Política
Milagro guadalupano: Borge preso… pero sus discípulos siguen en nómina.
Por Luis Mis – El Gato Maya 🐾
Dicen que diciembre es época de milagros.
Que la Virgen escucha.
Que el cielo se abre.
Que la luz vence a la oscuridad.
Pues será en otros lados.
Porque en Quintana Roo, cada 12 de diciembre pasa lo mismo: la gente canta mañanitas… y los políticos cantan la misma historia, pero desafinada.
Y justo en estos días guadalupanos, zas, cae la noticia celestial: un Tribunal Colegiado de Apelación en Morelos confirma que Roberto Borge sí era líder de una banda criminal.

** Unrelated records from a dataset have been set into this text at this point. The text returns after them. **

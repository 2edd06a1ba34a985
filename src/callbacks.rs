//! Callback traits for comparison reporting
//!
//! The comparison engine never prints; every result goes through a
//! [`CompareCallbacks`] implementation chosen by the caller.

use serde::Serialize;

use crate::delete::DeleteOutcome;
use crate::diff::Classification;
use crate::error::CompareError;
use crate::types::RelativePath;

// Type aliases to reduce complexity
type EntryFn = dyn Fn(&str, Classification, &RelativePath) + Send + Sync;
type SummaryFn = dyn Fn(&str, &TargetStats) + Send + Sync;
type ErrorFn = dyn Fn(&str, &CompareError) + Send + Sync;
type DeletionFn = dyn Fn(&str, &RelativePath, &DeleteOutcome) + Send + Sync;

/// Number of paths per classification for one target
#[derive(Debug, Clone, Copy, Default, PartialEq, Eq, Serialize)]
pub struct TargetStats {
	pub added: usize,
	pub deleted: usize,
	pub modified: usize,
	pub unchanged: usize,
}

impl TargetStats {
	pub fn get(&self, class: Classification) -> usize {
		match class {
			Classification::Added => self.added,
			Classification::Deleted => self.deleted,
			Classification::Modified => self.modified,
			Classification::Unchanged => self.unchanged,
		}
	}
}

/// Combined callback handler for all comparison events
pub trait CompareCallbacks: Send + Sync {
	/// Called before a target is connected
	fn on_target_start(&self, _target: &str) {}

	/// Called before the entries of one classification are reported
	fn on_class_start(&self, _target: &str, _class: Classification, _count: usize) {}

	/// Called once per classified path
	fn on_entry(&self, _target: &str, _class: Classification, _path: &RelativePath) {}

	/// Called after all entries of a target were reported
	fn on_target_summary(&self, _target: &str, _stats: &TargetStats) {}

	/// Called when a target could not be compared
	fn on_target_error(&self, _target: &str, _error: &CompareError) {}

	/// Called when protection limits refuse a deletion plan
	fn on_deletion_refused(&self, _target: &str, _reason: &str) {}

	/// Called when the operator declines a deletion plan
	fn on_deletion_declined(&self, _target: &str, _count: usize) {}

	/// Called once per path of an executed deletion plan
	fn on_deletion(&self, _target: &str, _path: &RelativePath, _outcome: &DeleteOutcome) {}
}

/// Default callback implementation that does nothing
pub struct NoCallbacks;

impl CompareCallbacks for NoCallbacks {}

/// Builder for callbacks using function closures
pub struct CallbackBuilder {
	entry: Option<Box<EntryFn>>,
	summary: Option<Box<SummaryFn>>,
	error: Option<Box<ErrorFn>>,
	deletion: Option<Box<DeletionFn>>,
}

impl CallbackBuilder {
	/// Create a new callback builder
	pub fn new() -> Self {
		CallbackBuilder { entry: None, summary: None, error: None, deletion: None }
	}

	/// Set classified path callback
	pub fn on_entry<F>(mut self, callback: F) -> Self
	where
		F: Fn(&str, Classification, &RelativePath) + Send + Sync + 'static,
	{
		self.entry = Some(Box::new(callback));
		self
	}

	/// Set per target summary callback
	pub fn on_target_summary<F>(mut self, callback: F) -> Self
	where
		F: Fn(&str, &TargetStats) + Send + Sync + 'static,
	{
		self.summary = Some(Box::new(callback));
		self
	}

	/// Set target error callback
	pub fn on_target_error<F>(mut self, callback: F) -> Self
	where
		F: Fn(&str, &CompareError) + Send + Sync + 'static,
	{
		self.error = Some(Box::new(callback));
		self
	}

	/// Set deletion outcome callback
	pub fn on_deletion<F>(mut self, callback: F) -> Self
	where
		F: Fn(&str, &RelativePath, &DeleteOutcome) + Send + Sync + 'static,
	{
		self.deletion = Some(Box::new(callback));
		self
	}

	/// Build the callbacks handler
	pub fn build(self) -> Box<dyn CompareCallbacks> {
		Box::new(CompositeCallbacks {
			entry: self.entry,
			summary: self.summary,
			error: self.error,
			deletion: self.deletion,
		})
	}
}

impl Default for CallbackBuilder {
	fn default() -> Self {
		Self::new()
	}
}

/// Internal composite callbacks implementation
struct CompositeCallbacks {
	entry: Option<Box<EntryFn>>,
	summary: Option<Box<SummaryFn>>,
	error: Option<Box<ErrorFn>>,
	deletion: Option<Box<DeletionFn>>,
}

impl CompareCallbacks for CompositeCallbacks {
	fn on_entry(&self, target: &str, class: Classification, path: &RelativePath) {
		if let Some(ref callback) = self.entry {
			callback(target, class, path);
		}
	}

	fn on_target_summary(&self, target: &str, stats: &TargetStats) {
		if let Some(ref callback) = self.summary {
			callback(target, stats);
		}
	}

	fn on_target_error(&self, target: &str, error: &CompareError) {
		if let Some(ref callback) = self.error {
			callback(target, error);
		}
	}

	fn on_deletion(&self, target: &str, path: &RelativePath, outcome: &DeleteOutcome) {
		if let Some(ref callback) = self.deletion {
			callback(target, path, outcome);
		}
	}
}

#[cfg(test)]
mod tests {
	use super::*;
	use std::sync::{Arc, Mutex};

	#[test]
	fn test_builder_routes_entries() {
		let seen = Arc::new(Mutex::new(Vec::new()));
		let sink = seen.clone();
		let callbacks = CallbackBuilder::new()
			.on_entry(move |target, class, path| {
				sink.lock().unwrap().push(format!("{} {} {}", target, class, path));
			})
			.build();

		let path = RelativePath::new("a.txt").unwrap();
		callbacks.on_entry("web1", Classification::Added, &path);
		callbacks.on_target_start("web1");

		assert_eq!(*seen.lock().unwrap(), vec!["web1 added a.txt".to_string()]);
	}

	#[test]
	fn test_stats_lookup() {
		let stats = TargetStats { added: 1, deleted: 2, modified: 3, unchanged: 4 };
		let total: usize = Classification::ALL.iter().map(|c| stats.get(*c)).sum();
		assert_eq!(total, 10);
	}
}

// vim: ts=4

¡Milagro! No porque sea verdad —eso lo sabíamos hasta los gatos— sino porque por fin alguien en un tribunal se atrevió a escribirlo.
Más de 900 millones en patrimonio estatal evaporados como incienso en misa grande. Veintidós inmuebles rematados como si fueran recuerditos del Tepeyac. Y un expediente judicial que declara este capítulo “total y definitivamente concluido”.
Muy bonito.
Muy litúrgico.
Muy de altar.
Hasta dan ganas de persignarse… pero con la cartera en la mano.
Pero aquí viene la parte realmente “milagrosa”: no importa cuántos documentos prueben el saqueo,
cuántas órdenes de aprehensión existan, cuánto daño se haya hecho… los borgistas siguen apareciendo en el gobierno actual como si la Virgencita los hubiera mandado de misión.
Ejemplo del milagro guadalupano:
Paul Michell Carrillo de Cáceres.
Exalcalde de Cancún durante los años de gloria del borgismo.
Operador político, alumno del viejo régimen y atleta profesional del presupuesto estatal.
Uno pensaría que, tras ese legado, estaría retirado, reflexionando, o al menos tomando distancia para que no le caiga la ceniza política encima.
Pero no.
Hoy es Secretario de Desarrollo Económico del gobierno de la transformación.
¡Qué milagro tan raro!
Uno pide paz, trabajo, salud…y aquí te conceden reciclaje político.
Paul Carrillo pasó del PRI borgista al gabinete morenista como quien pasa de rezar el rosario a dirigir el coro guadalupano: sin esfuerzo, sin penitencia y sin vergüenza.
No es un nombramiento. Es un homenaje al cinismo.
Y no es el único.
En Quintana Roo tenemos una colección navideña de “santitos del borgismo” que hoy lucen cargo nuevo, oficina nueva y sueldo nuevo, como si el pasado fuera una fotito vieja que se puede borrar del celular.
Mientras Borge está preso, su generación política gobierna, asesora, administra, dirige, opina y cobra. Eso sí es un milagro.
Y no precisamente guadalupano. Más bien, milagro de presupuesto.
¿Y la 4T?
Ah, la famosa transformación. Aquí parece más bien una novena: se reza mucho, se promete más… pero al final, todo queda en manos de los mismos.
Y aquí viene la pregunta del millón (o mas bien de los los 900):
¿Cómo hablar de ruptura con la corrupción si los mismos que lloraban a Borge hoy se persignan en eventos oficiales?, ¿Cómo predicar honestidad si los que remataban terrenos ahora inauguran parques y cortan listones?, ¿Dónde está la coherencia?, ¿Dónde está el cambio?, ¿En qué posada se perdió?
Porque una cosa es fe… y otra muy distinta es hacerse el milagrito solo.
El Gato Maya lo dice sin maullar:
En Morelos cerraron el caso de Borge, pero en Quintana Roo lo que no cierran son las oficinas donde trabajan sus herederos políticos.
La corrupción ya tiene sentencia, pero sus promotores siguen estrenando nombramientos.
Y aquí está la verdad incómoda —esa que ni con mañanitas se puede tapar—:
No puedes combatir al borgismo
si lo contratas por quincena y le das credencial de acceso.
Si esto es un milagro… que la Virgen nos agarre confesados.
Porque en este diciembre guadalupano, lo único “total y definitivamente concluido” es la paciencia del pueblo.